Pilotage par le biais de la composition du conseil d'administration

Comme cela a été rappelé au ch. 4.1.1, la Confédération doit, par principe, renoncer à se faire représenter directement au conseil d'administration. Il peut néanmoins être justifié de faire entrer au conseil d'administration une personne suivant les instructions de la Confédération si les intérêts de celle-ci risquaient de ne pas être suffisamment défendus sans cette représentation.

Étant donné que la collaboration entre la Confédération et RUAG était plutôt tendue à la suite de la cyberattaque et comme le DDPS a dû intervenir de manière répétée auprès de l'entreprise pour obtenir les informations qu'il jugeait nécessaires, la CdG-N estime légitime de se demander si cette situation n'était pas suffisante à elle seule pour justifier une représentation répondant aux instructions afin de garantir une meilleure prise en compte des intérêts de la Confédération. La commission est d'avis que les tensions suscitées par le piratage ne sont pas le seul motif pouvant justifier la nomination d'un représentant direct au conseil d'administration, puisqu'il y a encore les travaux de désenchevêtrement très complexes en cours entre la Confédération et RUAG ou l'exploration de possibilités concernant la structure organisationnelle et la forme juridique que devra prendre RUAG et concernant une privatisation partielle de l'entreprise.

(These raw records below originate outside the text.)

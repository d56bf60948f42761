//! Detrended fluctuation analysis over non-overlapping boxes.

use crate::{config::DfaConfig, outcome::Outcome};
use serde::{Deserialize, Serialize};

#[derive(Debug, Clone, Copy, PartialEq, Serialize, Deserialize)]
pub struct ScalingExponent {
    pub alpha: f64,
    pub r_squared: f64,
    /// Box sizes that contributed to the fit.
    pub box_sizes: usize,
}

#[derive(Debug, Clone, Copy, PartialEq, Serialize, Deserialize)]
pub struct Dfa {
    /// Short-term exponent.
    pub alpha1: ScalingExponent,
    /// Long-term exponent, only for long enough series.
    pub alpha2: Option<ScalingExponent>,
}

pub fn dfa(values: &[f64], cfg: &DfaConfig) -> Outcome<Dfa> {
    let required = 2 * cfg.alpha1_max_box;
    if values.len() < required {
        return Outcome::too_few(required, values.len());
    }
    let profile = integrate(values);
    let alpha1 = scaling_exponent(&profile, cfg.alpha1_min_box, cfg.alpha1_max_box);
    let alpha2 = if values.len() >= cfg.alpha2_min_beats {
        let exponent = scaling_exponent(&profile, cfg.alpha2_min_box, cfg.alpha2_max_box);
        (exponent.box_sizes >= cfg.alpha2_min_box_sizes).then_some(exponent)
    } else {
        None
    };
    Outcome::Found(Dfa { alpha1, alpha2 })
}

/// Short-term exponent only; what the window scan needs per candidate.
pub fn alpha1(values: &[f64], cfg: &DfaConfig) -> Outcome<ScalingExponent> {
    dfa(values, cfg).map(|d| d.alpha1)
}

/// Cumulative sum of the mean-centred series.
fn integrate(values: &[f64]) -> Vec<f64> {
    let mean = values.iter().sum::<f64>() / values.len() as f64;
    values
        .iter()
        .scan(0.0, |acc, v| {
            *acc += v - mean;
            Some(*acc)
        })
        .collect()
}

fn scaling_exponent(profile: &[f64], min_box: usize, max_box: usize) -> ScalingExponent {
    let samples: Vec<(f64, f64)> = (min_box..=max_box)
        .filter_map(|size| fluctuation(profile, size).map(|f| (size as f64, f)))
        .filter(|(_, f)| f.is_finite() && *f > 0.0)
        .collect();
    let (alpha, r_squared) = log_log_fit(&samples);
    ScalingExponent {
        alpha,
        r_squared,
        box_sizes: samples.len(),
    }
}

/// RMS of the per-box detrended residuals; `None` when not even one box fits.
fn fluctuation(profile: &[f64], size: usize) -> Option<f64> {
    let boxes = profile.len() / size;
    if size < 2 || boxes == 0 {
        return None;
    }
    let total: f64 = profile
        .chunks_exact(size)
        .map(|segment| {
            let (slope, intercept) = linear_fit(segment);
            segment
                .iter()
                .enumerate()
                .map(|(i, &y)| (y - (slope * i as f64 + intercept)).powi(2))
                .sum::<f64>()
                / size as f64
        })
        .sum();
    Some((total / boxes as f64).sqrt())
}

fn linear_fit(segment: &[f64]) -> (f64, f64) {
    let n = segment.len();
    if n < 2 {
        return (0.0, segment.first().copied().unwrap_or(0.0));
    }
    let mut sum_x = 0.0;
    let mut sum_y = 0.0;
    let mut sum_xx = 0.0;
    let mut sum_xy = 0.0;
    for (i, &y) in segment.iter().enumerate() {
        let x = i as f64;
        sum_x += x;
        sum_y += y;
        sum_xx += x * x;
        sum_xy += x * y;
    }
    let n_f = n as f64;
    let denom = n_f * sum_xx - sum_x * sum_x;
    if denom.abs() < f64::EPSILON {
        return (0.0, sum_y / n_f);
    }
    let slope = (n_f * sum_xy - sum_x * sum_y) / denom;
    let intercept = (sum_y - slope * sum_x) / n_f;
    (slope, intercept)
}

/// Slope and R² of ln(F) against ln(n); neutral `(0, 0)` when degenerate.
fn log_log_fit(points: &[(f64, f64)]) -> (f64, f64) {
    if points.len() < 2 {
        return (0.0, 0.0);
    }
    let xs: Vec<f64> = points.iter().map(|(n, _)| n.ln()).collect();
    let ys: Vec<f64> = points.iter().map(|(_, f)| f.ln()).collect();
    let n = xs.len() as f64;
    let mean_x = xs.iter().sum::<f64>() / n;
    let mean_y = ys.iter().sum::<f64>() / n;
    let sxx: f64 = xs.iter().map(|x| (x - mean_x).powi(2)).sum();
    let syy: f64 = ys.iter().map(|y| (y - mean_y).powi(2)).sum();
    let sxy: f64 = xs
        .iter()
        .zip(&ys)
        .map(|(x, y)| (x - mean_x) * (y - mean_y))
        .sum();
    if sxx < f64::EPSILON {
        return (0.0, 0.0);
    }
    let slope = sxy / sxx;
    let r_squared = if syy < f64::EPSILON {
        0.0
    } else {
        (sxy * sxy / (sxx * syy)).clamp(0.0, 1.0)
    };
    (slope, r_squared)
}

Interrogé à ce propos, le chef du DDPS a indiqué que le Conseil fédéral n'avait pas étudié cette question de manière approfondie jusqu'ici et a attiré l'attention sur les questions de responsabilité.55 La secrétaire générale du DDPS a relevé que la question de la présence d'un représentant de la Confédération au conseil d'administration avait été discutée au moment de la création de l'entreprise et qu'elle sera probablement de nouveau à l'ordre du jour lorsqu'il sera question de l'avenir de RUAG. 56

54

55 56

Audition de la secrétaire générale du DDPS, du délégué DDPS pour la cyberdéfense et du chef de la gestion des participations du DDPS du 3.7.2017; audition de la secrétaire générale du DDPS et du délégué DDPS pour la cyberdéfense du 10.10.2016.

Audition du chef du DDPS du 16.11.2017.

Audition de la secrétaire générale du DDPS du 3.7.2017.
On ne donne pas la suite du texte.